[llvm-dev] RFC: a practical mechanism for applying Machine Learning for optimization policies in LLVM

Mircea Trofin via llvm-dev llvm-dev at lists.llvm.org
Sun Apr 12 09:10:25 PDT 2020

On Sun, Apr 12, 2020 at 12:45 AM Owen Anderson <resistor at mac.com> wrote:

> Hi Mircea,
> A few questions:
> - Why is a code size estimator needed? Can't you roll out the compilation
> process to get an accurate final size.

The training algorithm (DQN) is such that it wants a partial reward after
each action. Yundi can provide a deeper answer here. We are considering
alternatives where we could do away with it, though.

> - Given that you have a trained code size estimator, how effective would
> MCTS be compared to the Q-network?

I assume you mean doing MCTS 'live', at compilation time? For release mode,
we'd be concerned with timeliness and determinism. We are considering doing
that for training, though, since that happens offline, and we don't have
those concerns either.

> - Can you provide more information on the feature engineering needed to
> get this to work well?

This initial set was chosen mostly for expedience, with the goal of getting
an end to end system working. We also chose to be conservative with our
features - we wanted to explore the limits of hand-picked features, before
going into embedding IR or the SCC graph (for example)
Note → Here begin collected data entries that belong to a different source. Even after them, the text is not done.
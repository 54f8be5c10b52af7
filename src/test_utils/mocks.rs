//! Mock implementations for testing.
//!
//! These mocks provide in-memory implementations of domain traits
//! that can be reconfigured mid-test to simulate upstream changes,
//! failures and slow responses.

use async_trait::async_trait;
use chrono::{DateTime, Utc};
use std::sync::atomic::{AtomicBool, AtomicU64, Ordering};
use std::sync::{Arc, Mutex};
use std::time::Duration;

use crate::app::ExporterService;
use crate::domain::{
    AddressBook, AddressBookError, AddressSet, AppError, Clock, ConnectionTable,
    ConnectionTableError, NodeApiClient, NodeApiError, NodeStatus, ValidatorSet,
};
use crate::infra::MetricStore;

fn address_set(ips: &[&str]) -> AddressSet {
    let mut set = AddressSet::new();
    for ip in ips {
        set.insert_literal(ip);
    }
    set
}

/// Mock node REST API.
///
/// # Example
///
/// ```
/// use cosmos_node_exporter::test_utils::MockNodeApiClient;
///
/// let mock = MockNodeApiClient::new("100", "2024-01-01T00:00:00Z");
/// mock.set_failing(true);
/// ```
pub struct MockNodeApiClient {
    status: Mutex<NodeStatus>,
    validators: Mutex<ValidatorSet>,
    should_fail: AtomicBool,
    latency_ms: AtomicU64,
    latest_block_calls: AtomicU64,
    validator_set_calls: AtomicU64,
}

impl MockNodeApiClient {
    #[must_use]
    pub fn new(height: &str, time: &str) -> Self {
        Self {
            status: Mutex::new(NodeStatus::new(height, time)),
            validators: Mutex::new(ValidatorSet::default()),
            should_fail: AtomicBool::new(false),
            latency_ms: AtomicU64::new(0),
            latest_block_calls: AtomicU64::new(0),
            validator_set_calls: AtomicU64::new(0),
        }
    }

    pub fn set_status(&self, height: &str, time: &str) {
        *self.status.lock().unwrap() = NodeStatus::new(height, time);
    }

    pub fn set_validators(&self, addresses: &[&str]) {
        *self.validators.lock().unwrap() =
            ValidatorSet::new(addresses.iter().map(|a| a.to_string()).collect());
    }

    /// Makes every call fail with a connection error.
    pub fn set_failing(&self, failing: bool) {
        self.should_fail.store(failing, Ordering::Relaxed);
    }

    /// Delays every call by `latency`.
    pub fn set_latency(&self, latency: Duration) {
        self.latency_ms
            .store(latency.as_millis() as u64, Ordering::Relaxed);
    }

    pub fn latest_block_calls(&self) -> u64 {
        self.latest_block_calls.load(Ordering::Relaxed)
    }

    pub fn validator_set_calls(&self) -> u64 {
        self.validator_set_calls.load(Ordering::Relaxed)
    }

    async fn simulate(&self) -> Result<(), AppError> {
        let latency = self.latency_ms.load(Ordering::Relaxed);
        if latency > 0 {
            tokio::time::sleep(Duration::from_millis(latency)).await;
        }
        if self.should_fail.load(Ordering::Relaxed) {
            return Err(AppError::NodeApi(NodeApiError::Connection(
                "Mock node unreachable".to_string(),
            )));
        }
        Ok(())
    }
}

#[async_trait]
impl NodeApiClient for MockNodeApiClient {
    async fn latest_block(&self) -> Result<NodeStatus, AppError> {
        self.latest_block_calls.fetch_add(1, Ordering::Relaxed);
        self.simulate().await?;
        Ok(self.status.lock().unwrap().clone())
    }

    async fn validator_set(&self) -> Result<ValidatorSet, AppError> {
        self.validator_set_calls.fetch_add(1, Ordering::Relaxed);
        self.simulate().await?;
        Ok(self.validators.lock().unwrap().clone())
    }
}

/// Mock address book holding an in-memory address set.
#[derive(Default)]
pub struct MockAddressBook {
    addresses: Mutex<AddressSet>,
    should_fail: AtomicBool,
}

impl MockAddressBook {
    #[must_use]
    pub fn new() -> Self {
        Self::default()
    }

    #[must_use]
    pub fn with_addresses(ips: &[&str]) -> Self {
        let book = Self::new();
        book.set_addresses(ips);
        book
    }

    pub fn set_addresses(&self, ips: &[&str]) {
        *self.addresses.lock().unwrap() = address_set(ips);
    }

    /// Makes every load fail as if the file were missing.
    pub fn set_failing(&self, failing: bool) {
        self.should_fail.store(failing, Ordering::Relaxed);
    }
}

#[async_trait]
impl AddressBook for MockAddressBook {
    async fn load(&self) -> Result<AddressSet, AppError> {
        if self.should_fail.load(Ordering::Relaxed) {
            return Err(AppError::AddressBook(AddressBookError::FileAccess(
                "Mock address book missing".to_string(),
            )));
        }
        Ok(self.addresses.lock().unwrap().clone())
    }
}

/// Mock connection table returning a fixed set of remote addresses.
///
/// The port filter is assumed to have been applied; the requested port is
/// recorded so tests can check it.
#[derive(Default)]
pub struct MockConnectionTable {
    addresses: Mutex<AddressSet>,
    should_fail: AtomicBool,
    last_port: Mutex<Option<u16>>,
}

impl MockConnectionTable {
    #[must_use]
    pub fn new() -> Self {
        Self::default()
    }

    #[must_use]
    pub fn with_addresses(ips: &[&str]) -> Self {
        let table = Self::new();
        table.set_addresses(ips);
        table
    }

    pub fn set_addresses(&self, ips: &[&str]) {
        *self.addresses.lock().unwrap() = address_set(ips);
    }

    pub fn set_failing(&self, failing: bool) {
        self.should_fail.store(failing, Ordering::Relaxed);
    }

    pub fn last_port(&self) -> Option<u16> {
        *self.last_port.lock().unwrap()
    }
}

#[async_trait]
impl ConnectionTable for MockConnectionTable {
    async fn remote_addresses(&self, port: u16) -> Result<AddressSet, AppError> {
        *self.last_port.lock().unwrap() = Some(port);
        if self.should_fail.load(Ordering::Relaxed) {
            return Err(AppError::ConnectionTable(ConnectionTableError::Unavailable(
                "Mock connection table unreadable".to_string(),
            )));
        }
        Ok(self.addresses.lock().unwrap().clone())
    }
}

/// Clock frozen at a fixed instant.
#[derive(Debug, Clone, Copy)]
pub struct FixedClock(pub DateTime<Utc>);

impl FixedClock {
    /// # Panics
    /// Panics if `rfc3339` is not a valid RFC 3339 timestamp.
    #[must_use]
    pub fn at(rfc3339: &str) -> Self {
        let now = DateTime::parse_from_rfc3339(rfc3339)
            .expect("valid RFC 3339 timestamp")
            .with_timezone(&Utc);
        Self(now)
    }
}

impl Clock for FixedClock {
    fn now(&self) -> DateTime<Utc> {
        self.0
    }
}

/// Service wired to mocks: block 12345 at `2024-01-01T00:00:00Z`, clock
/// five seconds later, address book `10.0.0.1, 10.0.0.2`, live peers
/// `10.0.0.2, 10.0.0.9`.
#[must_use]
pub fn test_service() -> ExporterService {
    test_service_with_node_api(Arc::new(MockNodeApiClient::new(
        "12345",
        "2024-01-01T00:00:00.000000000Z",
    )))
}

/// [`test_service`] with a caller-supplied node API mock.
#[must_use]
pub fn test_service_with_node_api(node_api: Arc<MockNodeApiClient>) -> ExporterService {
    ExporterService::new(
        node_api,
        Arc::new(MockAddressBook::with_addresses(&["10.0.0.1", "10.0.0.2"])),
        Arc::new(MockConnectionTable::with_addresses(&["10.0.0.2", "10.0.0.9"])),
        Arc::new(MetricStore::default()),
        crate::config::DEFAULT_PEER_PORT,
    )
    .with_clock(Arc::new(FixedClock::at("2024-01-01T00:00:05Z")))
}

/// Value of the first sample of `name` in a Prometheus text body.
///
/// Matches the bare metric name only, so `cosmos_node_peers` does not pick
/// up `cosmos_node_peers_total`.
pub fn scrape_value(body: &str, name: &str) -> Option<f64> {
    body.lines()
        .filter(|line| !line.starts_with('#'))
        .find(|line| {
            line.strip_prefix(name)
                .is_some_and(|rest| rest.starts_with(' ') || rest.starts_with('{'))
        })
        .and_then(|line| line.rsplit(' ').next())
        .and_then(|value| value.parse().ok())
}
First we wanted to check if some hand-crafted feature set can be used to
train a policy for behavioral cloning - i.e. can we teach a model to
mimic what the manual heuristic does.

The initial set was: total number of functions and call edges;
caller/callee block counts, ir size, users, and conditionally-executed
blocks; number of constant parameters; and the cost estimate of the call
site (i.e. today's cost model, without using thresholds, which gives an
analytical signal of the "inlinability" of the site).

We learned these features weren't good enough - I forget the training
adherence (== the probability the learned model makes the same decision as
the manual policy), Yundi may remember, in any case, it was low.

We added as a result the 'height' feature - the position in the DAG of a
call site, which we chose to be the longest path from the SCC containing
that call site, to a leaf SCC. This proved critical - we got to over 99%
training adherence, and also a modest (~0.4) size reduction.

We also determined capturing the IR sizes of the caller/callee introduced
noise in the further training, so we eliminated them.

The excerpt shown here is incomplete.